Alain Donald Digbeu (born 13 November 1975) is a French former professional basketball player. He was drafted by the NBA pro club the Atlanta Hawks with the 49th pick in the 1997 NBA draft. He is 6 ft 6 in (1.98 m) in height and 220 lb (100 kg) in weight. He can play at both the shooting guard and small forward positions.

==Professional career==
At the pro club level, Digbeu played in the French League with ASVEL Lyon-Villeurbanne from 1993 to 1999. With ASVEL he won the French Cup in the years 1996 and 1997. He was also the French League Rising Star Award in 1994 and 1995, a L'Équipe French League French Player's MVP in 1998, and a 3 time French League All-Star (1997, 1998, 1999) with ASVEL. He played in the Spanish League with FC Barcelona from 1999 to 2002 and he won the Spanish League championship and the Spanish Cup championship with Barcelona in the year 2001.

Digbeu has also played with the Spanish club Real Madrid in the 2002–03 season, with the Spanish club Joventut Badalona in the 2003–04 season, and with the Spanish Club CB Lucentum Alicante in the 2005–06 season.
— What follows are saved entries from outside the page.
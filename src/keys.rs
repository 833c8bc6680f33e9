//! Key prefixing and wildcard pattern matching.
//!
//! Every key that leaves the process is namespaced with a deployment-unique
//! prefix; every key that comes back is stripped before callers see it. The
//! pattern matcher accepts `*` as "any run of characters" and treats all
//! other characters literally.

/// Canonical key prefixing for a single deployment/environment.
///
/// Prefixing is idempotent: a key that already carries the prefix is
/// returned unchanged, so layered call paths cannot double-prefix.
#[derive(Debug, Clone)]
pub struct KeyCodec {
    prefix: String,
}

impl KeyCodec {
    #[must_use]
    pub fn new(prefix: impl Into<String>) -> Self {
        Self {
            prefix: prefix.into(),
        }
    }

    /// The configured prefix, verbatim.
    #[must_use]
    pub fn prefix(&self) -> &str {
        &self.prefix
    }

    /// Namespace a key. Idempotent.
    #[must_use]
    pub fn prefixed(&self, key: &str) -> String {
        if key.starts_with(&self.prefix) {
            key.to_string()
        } else {
            format!("{}{}", self.prefix, key)
        }
    }

    /// Strip the prefix from a key, if present.
    #[must_use]
    pub fn unprefixed<'a>(&self, key: &'a str) -> &'a str {
        key.strip_prefix(self.prefix.as_str()).unwrap_or(key)
    }
}

/// A compiled key pattern where `*` matches any run of characters
/// (including the empty run) and every other character is literal.
///
/// Compile once, match many: [`KeyPattern::compile`] splits the pattern into
/// literal runs so matching is a linear scan with no per-call allocation.
#[derive(Debug, Clone)]
pub struct KeyPattern {
    raw: String,
    parts: Vec<String>,
    anchored_start: bool,
    anchored_end: bool,
    has_wildcard: bool,
}

impl KeyPattern {
    #[must_use]
    pub fn compile(pattern: &str) -> Self {
        let has_wildcard = pattern.contains('*');
        Self {
            raw: pattern.to_string(),
            parts: pattern
                .split('*')
                .filter(|p| !p.is_empty())
                .map(str::to_string)
                .collect(),
            anchored_start: !pattern.starts_with('*'),
            anchored_end: !pattern.ends_with('*'),
            has_wildcard,
        }
    }

    /// The original pattern text.
    #[must_use]
    pub fn as_str(&self) -> &str {
        &self.raw
    }

    /// Test a key against the pattern.
    #[must_use]
    pub fn matches(&self, key: &str) -> bool {
        if !self.has_wildcard {
            return key == self.raw;
        }

        let mut remaining = key;
        let mut parts: &[String] = &self.parts;

        if self.anchored_start {
            let Some((first, rest)) = parts.split_first() else {
                return true;
            };
            match remaining.strip_prefix(first.as_str()) {
                Some(r) => {
                    remaining = r;
                    parts = rest;
                }
                None => return false,
            }
        }

        if self.anchored_end {
            if let Some((last, rest)) = parts.split_last() {
                match remaining.strip_suffix(last.as_str()) {
                    Some(r) => {
                        remaining = r;
                        parts = rest;
                    }
                    None => return false,
                }
            }
        }

        // Middle runs must appear in order; greedy left-to-right scan.
        for part in parts {
            match remaining.find(part.as_str()) {
                Some(idx) => remaining = &remaining[idx + part.len()..],
                None => return false,
            }
        }
        true
    }
}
He also played in the Italian League with Casti Group Varese in the 2004–05 season and with Climamio Bologna in the 2006–07 season. Digbeu returned to the Spanish team CB Lucentum Alicante for the 2007–08 season.

He signed with the Greek League club Kavala-Panorama for the 2008–09 season.

==National team career==
Digbeu played for the senior men's French national basketball team at the EuroBasket 1999, the EuroBasket 2001, and the EuroBasket 2003.

==Personal life==
He is married to Turkish national Burcu Özcan and speaks Turkish fluently. His son, Tom, is also a professional basketball player.